Work task:
Pull every line holding the word "ExtensionContext" from the data below and copy it.
*** Data Section Begins ***
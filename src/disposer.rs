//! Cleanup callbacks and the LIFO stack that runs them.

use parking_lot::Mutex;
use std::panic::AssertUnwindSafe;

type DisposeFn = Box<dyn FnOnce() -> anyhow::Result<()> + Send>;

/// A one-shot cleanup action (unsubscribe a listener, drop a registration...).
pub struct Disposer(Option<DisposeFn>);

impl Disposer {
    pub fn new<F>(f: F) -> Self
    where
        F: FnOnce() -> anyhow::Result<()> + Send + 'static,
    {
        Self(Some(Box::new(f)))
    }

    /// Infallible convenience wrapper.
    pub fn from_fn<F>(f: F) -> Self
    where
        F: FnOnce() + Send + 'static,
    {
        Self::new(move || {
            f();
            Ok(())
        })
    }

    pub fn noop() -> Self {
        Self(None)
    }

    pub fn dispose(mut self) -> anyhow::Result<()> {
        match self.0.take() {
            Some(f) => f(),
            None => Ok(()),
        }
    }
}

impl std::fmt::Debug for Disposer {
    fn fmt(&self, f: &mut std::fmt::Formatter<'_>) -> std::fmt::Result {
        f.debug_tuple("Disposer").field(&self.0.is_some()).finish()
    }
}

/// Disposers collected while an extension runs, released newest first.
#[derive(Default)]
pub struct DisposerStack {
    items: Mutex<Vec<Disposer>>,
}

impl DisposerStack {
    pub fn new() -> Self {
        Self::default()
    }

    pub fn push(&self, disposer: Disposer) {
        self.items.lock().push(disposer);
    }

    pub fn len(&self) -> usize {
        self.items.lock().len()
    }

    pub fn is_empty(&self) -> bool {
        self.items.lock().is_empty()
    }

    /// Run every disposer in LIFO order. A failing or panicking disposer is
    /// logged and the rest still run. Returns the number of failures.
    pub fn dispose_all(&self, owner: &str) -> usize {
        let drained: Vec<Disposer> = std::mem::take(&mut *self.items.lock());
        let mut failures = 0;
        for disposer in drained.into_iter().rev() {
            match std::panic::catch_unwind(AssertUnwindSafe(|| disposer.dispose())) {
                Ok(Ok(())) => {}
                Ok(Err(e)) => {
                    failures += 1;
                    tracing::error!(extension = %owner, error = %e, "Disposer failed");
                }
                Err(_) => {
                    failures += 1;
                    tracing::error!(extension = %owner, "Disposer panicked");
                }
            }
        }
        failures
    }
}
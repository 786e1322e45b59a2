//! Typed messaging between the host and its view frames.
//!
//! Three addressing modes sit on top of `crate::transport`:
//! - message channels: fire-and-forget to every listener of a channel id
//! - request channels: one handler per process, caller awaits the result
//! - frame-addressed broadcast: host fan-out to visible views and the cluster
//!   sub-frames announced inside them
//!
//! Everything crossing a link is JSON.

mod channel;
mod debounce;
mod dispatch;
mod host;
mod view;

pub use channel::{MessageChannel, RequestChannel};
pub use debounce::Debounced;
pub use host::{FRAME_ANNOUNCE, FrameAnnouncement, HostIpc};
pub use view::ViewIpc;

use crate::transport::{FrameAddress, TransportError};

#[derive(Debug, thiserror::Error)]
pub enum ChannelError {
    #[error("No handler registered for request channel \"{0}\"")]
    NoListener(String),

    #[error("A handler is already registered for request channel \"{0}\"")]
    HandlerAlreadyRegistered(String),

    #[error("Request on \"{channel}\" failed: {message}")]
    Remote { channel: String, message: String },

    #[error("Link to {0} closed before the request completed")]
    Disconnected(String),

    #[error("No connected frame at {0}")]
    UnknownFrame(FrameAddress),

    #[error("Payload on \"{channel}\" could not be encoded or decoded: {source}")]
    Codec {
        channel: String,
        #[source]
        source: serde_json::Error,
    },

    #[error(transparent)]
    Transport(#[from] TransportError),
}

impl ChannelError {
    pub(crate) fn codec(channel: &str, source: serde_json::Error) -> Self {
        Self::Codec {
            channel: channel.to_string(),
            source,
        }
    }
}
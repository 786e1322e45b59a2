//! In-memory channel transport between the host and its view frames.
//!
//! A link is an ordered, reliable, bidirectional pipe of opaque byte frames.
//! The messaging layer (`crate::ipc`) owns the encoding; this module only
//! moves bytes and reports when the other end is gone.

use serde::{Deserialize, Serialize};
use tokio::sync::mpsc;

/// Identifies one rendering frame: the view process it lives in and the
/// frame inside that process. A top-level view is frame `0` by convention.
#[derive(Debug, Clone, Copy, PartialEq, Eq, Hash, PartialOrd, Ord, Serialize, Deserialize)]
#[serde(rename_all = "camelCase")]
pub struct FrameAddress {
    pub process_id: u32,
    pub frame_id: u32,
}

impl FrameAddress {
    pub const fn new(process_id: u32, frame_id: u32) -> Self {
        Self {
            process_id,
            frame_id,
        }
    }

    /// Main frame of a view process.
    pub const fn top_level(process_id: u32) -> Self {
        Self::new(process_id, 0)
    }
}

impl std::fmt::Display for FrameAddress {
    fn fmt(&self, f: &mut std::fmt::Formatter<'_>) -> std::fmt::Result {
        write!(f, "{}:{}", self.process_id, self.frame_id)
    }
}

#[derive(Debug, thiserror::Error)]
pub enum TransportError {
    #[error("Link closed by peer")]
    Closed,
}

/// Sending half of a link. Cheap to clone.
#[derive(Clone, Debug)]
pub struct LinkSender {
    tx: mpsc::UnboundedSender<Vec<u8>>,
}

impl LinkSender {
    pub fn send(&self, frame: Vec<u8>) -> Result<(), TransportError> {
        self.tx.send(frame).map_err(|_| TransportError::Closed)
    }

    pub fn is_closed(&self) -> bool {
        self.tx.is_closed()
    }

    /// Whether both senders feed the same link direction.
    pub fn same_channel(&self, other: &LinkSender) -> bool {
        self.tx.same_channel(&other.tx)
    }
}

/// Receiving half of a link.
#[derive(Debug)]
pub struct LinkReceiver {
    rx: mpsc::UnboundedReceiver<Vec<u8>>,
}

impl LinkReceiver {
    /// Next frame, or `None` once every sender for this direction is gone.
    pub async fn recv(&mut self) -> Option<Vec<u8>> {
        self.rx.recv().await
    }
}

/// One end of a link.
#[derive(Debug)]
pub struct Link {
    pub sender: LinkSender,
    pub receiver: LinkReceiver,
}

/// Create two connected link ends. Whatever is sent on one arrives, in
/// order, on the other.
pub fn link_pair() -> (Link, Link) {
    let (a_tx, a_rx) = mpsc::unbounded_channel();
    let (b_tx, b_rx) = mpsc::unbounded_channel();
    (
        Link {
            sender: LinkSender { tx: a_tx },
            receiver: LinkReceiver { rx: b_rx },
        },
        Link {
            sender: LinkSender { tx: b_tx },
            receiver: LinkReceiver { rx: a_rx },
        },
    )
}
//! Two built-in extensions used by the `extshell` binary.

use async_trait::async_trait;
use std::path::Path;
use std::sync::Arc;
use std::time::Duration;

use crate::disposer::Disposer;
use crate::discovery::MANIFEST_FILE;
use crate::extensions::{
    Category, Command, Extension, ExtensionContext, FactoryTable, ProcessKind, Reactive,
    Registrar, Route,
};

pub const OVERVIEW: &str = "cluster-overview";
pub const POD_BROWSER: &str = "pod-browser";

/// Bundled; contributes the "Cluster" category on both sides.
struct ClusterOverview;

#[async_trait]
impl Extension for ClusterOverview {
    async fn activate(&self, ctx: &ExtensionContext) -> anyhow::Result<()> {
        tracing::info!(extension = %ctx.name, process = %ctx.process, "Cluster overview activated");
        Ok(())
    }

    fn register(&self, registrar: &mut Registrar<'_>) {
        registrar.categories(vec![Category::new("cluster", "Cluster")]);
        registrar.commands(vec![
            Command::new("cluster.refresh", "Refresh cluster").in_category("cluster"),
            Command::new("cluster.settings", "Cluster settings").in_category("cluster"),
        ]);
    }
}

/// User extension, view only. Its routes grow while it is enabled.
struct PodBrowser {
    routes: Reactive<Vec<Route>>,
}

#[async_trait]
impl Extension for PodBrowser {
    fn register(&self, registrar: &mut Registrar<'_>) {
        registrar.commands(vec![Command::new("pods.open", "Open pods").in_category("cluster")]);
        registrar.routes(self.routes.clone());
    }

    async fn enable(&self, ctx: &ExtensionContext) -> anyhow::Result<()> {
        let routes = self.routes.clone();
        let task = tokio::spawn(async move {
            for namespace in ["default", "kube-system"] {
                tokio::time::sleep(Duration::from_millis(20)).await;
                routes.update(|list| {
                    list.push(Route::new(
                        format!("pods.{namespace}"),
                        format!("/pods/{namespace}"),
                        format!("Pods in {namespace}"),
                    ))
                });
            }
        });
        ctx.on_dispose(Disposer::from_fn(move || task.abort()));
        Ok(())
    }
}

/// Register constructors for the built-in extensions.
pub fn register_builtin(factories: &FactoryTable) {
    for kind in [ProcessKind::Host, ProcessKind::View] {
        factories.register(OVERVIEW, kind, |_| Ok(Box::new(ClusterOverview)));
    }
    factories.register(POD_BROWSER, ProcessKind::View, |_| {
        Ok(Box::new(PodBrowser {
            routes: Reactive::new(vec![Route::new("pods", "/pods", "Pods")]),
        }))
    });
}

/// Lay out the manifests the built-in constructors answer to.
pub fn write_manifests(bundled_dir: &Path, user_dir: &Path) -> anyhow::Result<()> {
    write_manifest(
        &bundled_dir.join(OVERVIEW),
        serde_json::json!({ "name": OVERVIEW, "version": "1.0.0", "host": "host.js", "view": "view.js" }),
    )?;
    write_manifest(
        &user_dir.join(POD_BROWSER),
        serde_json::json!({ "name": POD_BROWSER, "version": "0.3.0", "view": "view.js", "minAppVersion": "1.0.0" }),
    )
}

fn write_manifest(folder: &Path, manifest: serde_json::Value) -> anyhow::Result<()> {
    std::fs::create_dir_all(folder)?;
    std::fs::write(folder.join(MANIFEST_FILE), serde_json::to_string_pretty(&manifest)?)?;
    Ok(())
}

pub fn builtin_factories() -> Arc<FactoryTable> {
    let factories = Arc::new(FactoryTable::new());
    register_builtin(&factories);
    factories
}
*** Data Section Ends ***
Written response:
    Category, Command, Extension, ExtensionContext, FactoryTable, ProcessKind, Reactive,
    async fn activate(&self, ctx: &ExtensionContext) -> anyhow::Result<()> {
    async fn enable(&self, ctx: &ExtensionContext) -> anyhow::Result<()> {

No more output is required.